[[ Information provided open ]]
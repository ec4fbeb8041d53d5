//! Tunable parameters for the contract market.
//!
//! Loaded from the `market` section of `tradepost-config.yaml`. Every field
//! has a default so a partial section is valid. Durations are in ticks.

use std::collections::BTreeMap;

use rust_decimal::Decimal;
use serde::{Deserialize, Serialize};

use tradepost_types::ResourceId;

/// Market configuration shared by the board and every town AI.
#[derive(Debug, Clone, PartialEq, Eq, Serialize, Deserialize)]
pub struct MarketConfig {
    /// Resource used to pay for bids. Never listed for sale.
    #[serde(default = "default_currency")]
    pub currency: ResourceId,

    /// Stock above which a town lists the excess.
    #[serde(default = "default_excess_threshold")]
    pub excess_threshold: i64,

    /// Stock below which a town bids on other towns' listings.
    #[serde(default = "default_need_threshold")]
    pub need_threshold: i64,

    /// Maximum number of active contracts a town may have issued.
    #[serde(default = "default_max_active_contracts")]
    pub max_active_contracts: usize,

    /// Cap on `bid + courier cost` as a multiple of the base price.
    #[serde(default = "default_max_bid_multiplier")]
    pub max_bid_multiplier: Decimal,

    /// Factor applied to the current best price to form a new bid.
    #[serde(default = "default_bid_raise_factor")]
    pub bid_raise_factor: Decimal,

    /// Ticks between a town's listing/bidding evaluations.
    #[serde(default = "default_check_interval_ticks")]
    pub check_interval_ticks: u64,

    /// Ticks between deciding to bid and submitting the bid.
    #[serde(default = "default_bid_delay_ticks")]
    pub bid_delay_ticks: u64,

    /// Extra random delay, `0..=bid_jitter_ticks`, added per scheduled bid.
    #[serde(default = "default_bid_jitter_ticks")]
    pub bid_jitter_ticks: u64,

    /// Length of the auction window in ticks.
    #[serde(default = "default_contract_duration_ticks")]
    pub contract_duration_ticks: u64,

    /// Unit price for resources without an entry in `unit_prices`.
    #[serde(default = "default_unit_price")]
    pub default_unit_price: i64,

    /// Unit price per resource.
    #[serde(default)]
    pub unit_prices: BTreeMap<ResourceId, i64>,

    /// Flat part of the courier cost.
    #[serde(default = "default_courier_base_cost")]
    pub courier_base_cost: i64,

    /// Courier cost per unit of distance between the two towns.
    #[serde(default = "default_courier_cost_per_distance")]
    pub courier_cost_per_distance: Decimal,

    /// Ticks a closed auction may wait for delivery before it is unwound.
    /// `None` keeps courier jobs open forever.
    #[serde(default = "default_courier_timeout_ticks")]
    pub courier_timeout_ticks: Option<u64>,

    /// Ticks an expired contract stays readable before it is pruned.
    #[serde(default = "default_retention_ticks")]
    pub retention_ticks: u64,
}

impl MarketConfig {
    /// Unit price configured for `resource`.
    pub fn unit_price(&self, resource: &ResourceId) -> i64 {
        self.unit_prices
            .get(resource)
            .copied()
            .unwrap_or(self.default_unit_price)
    }
}

impl Default for MarketConfig {
    fn default() -> Self {
        Self {
            currency: default_currency(),
            excess_threshold: default_excess_threshold(),
            need_threshold: default_need_threshold(),
            max_active_contracts: default_max_active_contracts(),
            max_bid_multiplier: default_max_bid_multiplier(),
            bid_raise_factor: default_bid_raise_factor(),
            check_interval_ticks: default_check_interval_ticks(),
            bid_delay_ticks: default_bid_delay_ticks(),
            bid_jitter_ticks: default_bid_jitter_ticks(),
            contract_duration_ticks: default_contract_duration_ticks(),
            default_unit_price: default_unit_price(),
            unit_prices: BTreeMap::new(),
            courier_base_cost: default_courier_base_cost(),
            courier_cost_per_distance: default_courier_cost_per_distance(),
            courier_timeout_ticks: default_courier_timeout_ticks(),
            retention_ticks: default_retention_ticks(),
        }
    }
}

fn default_currency() -> ResourceId {
    ResourceId::from("coin")
}

const fn default_excess_threshold() -> i64 {
    200
}

const fn default_need_threshold() -> i64 {
    100
}

const fn default_max_active_contracts() -> usize {
    3
}

const fn default_max_bid_multiplier() -> Decimal {
    Decimal::from_parts(3, 0, 0, false, 0)
}

const fn default_bid_raise_factor() -> Decimal {
    Decimal::from_parts(11, 0, 0, false, 1)
}

const fn default_check_interval_ticks() -> u64 {
    100
}

const fn default_bid_delay_ticks() -> u64 {
    20
}

const fn default_bid_jitter_ticks() -> u64 {
    10
}

const fn default_contract_duration_ticks() -> u64 {
    6_000
}

const fn default_unit_price() -> i64 {
    1
}

const fn default_courier_base_cost() -> i64 {
    5
}

const fn default_courier_cost_per_distance() -> Decimal {
    Decimal::from_parts(1, 0, 0, false, 1)
}

const fn default_courier_timeout_ticks() -> Option<u64> {
    Some(12_000)
}

const fn default_retention_ticks() -> u64 {
    1_200
}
[[ Information provided closed ]]
Scanning the data above, copy out every line where "Deserialize" is found.

use serde::{Deserialize, Serialize};
#[derive(Debug, Clone, PartialEq, Eq, Serialize, Deserialize)]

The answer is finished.